Limbah Nikel (slag) merupakan material buangan dari proses peleburan bijih nikel di smelter yang awalnya berwujud cair namun akan akan mengeras setelah mendingin akibat kontak dengan air/udara.
Slag cair ini dikeluarkan melalui slag runner dalam keadaaan suhu tinggi (±1550°C).
Pendinginan slag ini dibagi
atas 2 metode: 1. Pendinginan mendadak: disemprot dengan air bertekanan tinggi untuk memecah ukuran slag sehingga berbentuk granule (butiran). 2. Pendinginan natural dengan udara: ukuran butir slag nikel dapat diatur dengan pemecah batu (stone crusher).
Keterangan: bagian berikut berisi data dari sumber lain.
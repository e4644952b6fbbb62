use rubato::{
    Resampler, SincFixedIn, SincInterpolationParameters, SincInterpolationType, WindowFunction,
};
use tracing::debug;

use crate::AudioError;

/// Averages interleaved frames down to a single channel.
pub fn downmix(interleaved: &[f32], channels: u16) -> Vec<f32> {
    let channels = channels.max(1) as usize;
    if channels == 1 {
        return interleaved.to_vec();
    }
    interleaved
        .chunks_exact(channels)
        .map(|frame| frame.iter().sum::<f32>() / channels as f32)
        .collect()
}

/// Band-limited resampling of a mono signal. The output holds
/// `round(len * to_hz / from_hz)` samples aligned with the input.
pub fn resample_mono(samples: &[f32], from_hz: u32, to_hz: u32) -> Result<Vec<f32>, AudioError> {
    if from_hz == 0 || to_hz == 0 {
        return Err(AudioError::Resample(format!(
            "invalid sample rates: from_hz={from_hz} to_hz={to_hz}"
        )));
    }
    if from_hz == to_hz || samples.is_empty() {
        return Ok(samples.to_vec());
    }

    let params = SincInterpolationParameters {
        sinc_len: 256,
        f_cutoff: 0.95,
        interpolation: SincInterpolationType::Linear,
        oversampling_factor: 256,
        window: WindowFunction::BlackmanHarris2,
    };
    let ratio = to_hz as f64 / from_hz as f64;
    let expected = (samples.len() as f64 * ratio).round() as usize;
    let mut resampler = SincFixedIn::<f32>::new(ratio, 1.0, params, samples.len(), 1)
        .map_err(|e| AudioError::Resample(e.to_string()))?;
    let delay = resampler.output_delay();

    let mut output = resampler
        .process(&[samples], None)
        .map_err(|e| AudioError::Resample(e.to_string()))?
        .pop()
        .unwrap_or_default();
    // flush the filter tail so the delayed samples are not lost
    let tail = resampler
        .process_partial(None::<&[Vec<f32>]>, None)
        .map_err(|e| AudioError::Resample(e.to_string()))?
        .pop()
        .unwrap_or_default();
    output.extend(tail);

    let mut aligned: Vec<f32> = output.into_iter().skip(delay).take(expected).collect();
    aligned.resize(expected, 0.0);
    debug!(from_hz, to_hz, input = samples.len(), output = aligned.len(), "resampled");
    Ok(aligned)
}

/// Converts a float sample to 16-bit PCM, clipping out-of-range input.
pub fn to_pcm16(sample: f32) -> i16 {
    (sample.clamp(-1.0, 1.0) * i16::MAX as f32).round() as i16
}

#[cfg(test)]
mod tests {
    use super::*;
    use approx::assert_abs_diff_eq;

    #[test]
    fn downmix_averages_channels() {
        let stereo = vec![1.0, 0.0, 0.5, 0.5, -1.0, 1.0];
        assert_eq!(downmix(&stereo, 2), vec![0.5, 0.5, 0.0]);
        assert_eq!(downmix(&stereo, 1), stereo);
    }

    #[test]
    fn identity_resample_is_noop() {
        let x = vec![0.0f32, 0.5, -0.25, 1.0];
        assert_eq!(resample_mono(&x, 16_000, 16_000).unwrap(), x);
    }

    #[test]
    fn resample_rejects_zero_rate() {
        assert!(resample_mono(&[0.1], 0, 44_100).is_err());
    }

    #[test]
    fn resample_length_follows_ratio() {
        let input: Vec<f32> = (0..22_050)
            .map(|i| (i as f32 * 440.0 * std::f32::consts::TAU / 22_050.0).sin() * 0.5)
            .collect();
        let up = resample_mono(&input, 22_050, 44_100).unwrap();
        assert_eq!(up.len(), 44_100);
        let peak = up[4_000..40_000]
            .iter()
            .fold(0.0f32, |acc, s| acc.max(s.abs()));
        assert_abs_diff_eq!(peak, 0.5, epsilon = 0.05);
    }

    #[test]
    fn pcm16_clips() {
        assert_eq!(to_pcm16(2.0), i16::MAX);
        assert_eq!(to_pcm16(-2.0), -i16::MAX);
        assert_eq!(to_pcm16(0.0), 0);
    }
}
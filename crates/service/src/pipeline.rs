use std::fs;
use std::path::Path;
use std::sync::Arc;

use humscribe_audio::Normalizer;
use humscribe_domain::{edited_midi_name, midi_output_name};
use humscribe_transcriber::{inspect_midi, Transcriber};
use tracing::{info, instrument};

use crate::error::ServiceError;
use crate::storage::Storage;

/// Upload -> normalised waveform -> MIDI, all on the blocking thread that calls it.
pub struct TranscriptionPipeline {
    storage: Storage,
    normalizer: Arc<dyn Normalizer>,
    transcriber: Arc<dyn Transcriber>,
}

impl TranscriptionPipeline {
    pub fn new(
        storage: Storage,
        normalizer: Arc<dyn Normalizer>,
        transcriber: Arc<dyn Transcriber>,
    ) -> Self {
        Self {
            storage,
            normalizer,
            transcriber,
        }
    }

    pub fn storage(&self) -> &Storage {
        &self.storage
    }

    pub fn normalizer_name(&self) -> &'static str {
        self.normalizer.name()
    }

    /// Returns the bare name of the MIDI file written into the output directory.
    #[instrument(skip(self, bytes), fields(bytes = bytes.len(), normalizer = self.normalizer.name(), transcriber = self.transcriber.name()))]
    pub fn run(
        &self,
        bytes: &[u8],
        original_name: &str,
        timestamp: i64,
    ) -> Result<String, ServiceError> {
        let raw = self.storage.save_raw(timestamp, original_name, bytes)?;
        let waveform = self.storage.waveform_path(&raw);
        let info = self.normalizer.normalize(&raw, &waveform)?;
        info!(
            waveform = %waveform.display(),
            seconds = info.duration_secs(),
            "normalised upload"
        );

        let output = self
            .transcriber
            .transcribe(&waveform, self.storage.output_dir())?;
        let midi_file = file_name(&output)
            .unwrap_or_else(|| midi_output_name(&file_name(&waveform).unwrap_or_default()));
        info!(%midi_file, "transcription finished");
        Ok(midi_file)
    }

    /// Stores a client-edited MIDI file after checking it parses.
    #[instrument(skip(self, bytes), fields(bytes = bytes.len()))]
    pub fn save_edited(
        &self,
        bytes: &[u8],
        original_name: &str,
        timestamp: i64,
    ) -> Result<String, ServiceError> {
        let summary = inspect_midi(bytes)
            .map_err(|err| ServiceError::Decode(format!("not a MIDI file: {err}")))?;
        let name = edited_midi_name(timestamp, original_name);
        fs::write(self.storage.output_dir().join(&name), bytes)?;
        info!(midi_file = %name, tracks = summary.tracks, notes = summary.notes, "saved edited midi");
        Ok(name)
    }
}

fn file_name(path: &Path) -> Option<String> {
    path.file_name()
        .map(|name| name.to_string_lossy().into_owned())
}
use std::path::Path;

use hound::{SampleFormat, WavReader, WavSpec, WavWriter};

use crate::dsp::{downmix, to_pcm16};
use crate::io::DecodedAudio;
use crate::AudioError;

/// Reads a WAV file of any PCM/float layout and returns it down-mixed to mono.
pub fn read_wav_mono<P: AsRef<Path>>(path: P) -> Result<DecodedAudio, AudioError> {
    let mut reader = WavReader::open(path)?;
    let spec = reader.spec();
    let interleaved: Vec<f32> = match spec.sample_format {
        SampleFormat::Float => reader.samples::<f32>().collect::<Result<_, _>>()?,
        SampleFormat::Int => {
            let scale = (1i64 << (spec.bits_per_sample.saturating_sub(1))) as f32;
            reader
                .samples::<i32>()
                .map(|sample| sample.map(|s| s as f32 / scale))
                .collect::<Result<_, _>>()?
        }
    };
    Ok(DecodedAudio {
        sample_rate: spec.sample_rate,
        channels: 1,
        samples: downmix(&interleaved, spec.channels),
    })
}

/// Writes mono samples as 16-bit signed PCM.
pub fn write_wav_pcm16<P: AsRef<Path>>(
    path: P,
    samples: &[f32],
    sample_rate: u32,
) -> Result<(), AudioError> {
    let spec = WavSpec {
        channels: 1,
        sample_rate,
        bits_per_sample: 16,
        sample_format: SampleFormat::Int,
    };
    let mut writer = WavWriter::create(path, spec)?;
    for &sample in samples {
        writer.write_sample(to_pcm16(sample))?;
    }
    writer.finalize()?;
    Ok(())
}

#[cfg(test)]
pub(crate) fn write_test_tone(path: &Path, sample_rate: u32, channels: u16, seconds: f32) {
    let spec = WavSpec {
        channels,
        sample_rate,
        bits_per_sample: 16,
        sample_format: SampleFormat::Int,
    };
    let mut writer = WavWriter::create(path, spec).unwrap();
    let frames = (sample_rate as f32 * seconds) as usize;
    for i in 0..frames {
        let t = i as f32 / sample_rate as f32;
        let value = (t * 440.0 * std::f32::consts::TAU).sin() * 0.5;
        for _ in 0..channels {
            writer.write_sample(to_pcm16(value)).unwrap();
        }
    }
    writer.finalize().unwrap();
}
Nah, menanggapi pro kontra pemanfaatan slag untuk dijadikan bahan perkerasan jalan, maka slag dari kedua metode ini dianalisis untuk mengetahui kelayakannya, hasilnya:
Slag dari metode
pendinginan mendadak • Sifat fisiknya yang bulat (rounded) membuat kemampuan interlocking antar agregatnya lemah • Bidang pecah/angularitas rendah. • Nilai kekuatan daya dukung lapisannya rendah. Diuji melalui tes California Bearing Ratio (CBR) hasilnya di angka 34%, tidak memenuhi syarat untuk dijadikan lapisan fondasi melainkan hanya cukup digunakan untuk bahan timbunan.
Slag dari pendinginan alami/menggunakan udara • Kelebihan slag yang mendingin alami dengan udara adalah saat sudah mengeras, angularitas dan ukuran butirnya bisa diatur melalui stone crusher.
• Nilai CBR nya juga lebih besar (115%) di atas
90% yang mana menandakan slag jenis ini bisa digunakan untuk lapis base fondasi jalan.
Untuk mengetahui komposisi zat berbahayanya, maka dilakukan uji zat berbahaya dalam limbah atau Toxicity Characteristic Leaching Procedure (TCLP) yang ternyata kandungan limbah berbahaya pada slag nikel di bawah acuan TCLP-B sehingga aman untuk dimanfaatkan sebagai bahan jalan secara langsung.
Memang saat ini di beberapa daerah masyarakat sudah memanfaatkan slag nikel ini sebagai paving block dan batako, namun penyerapannya masih sangat minim di angka 1% mengingat ada lebih dari 13 juta ton slag yang dihasilkan di Indonesia setiap tahunnya.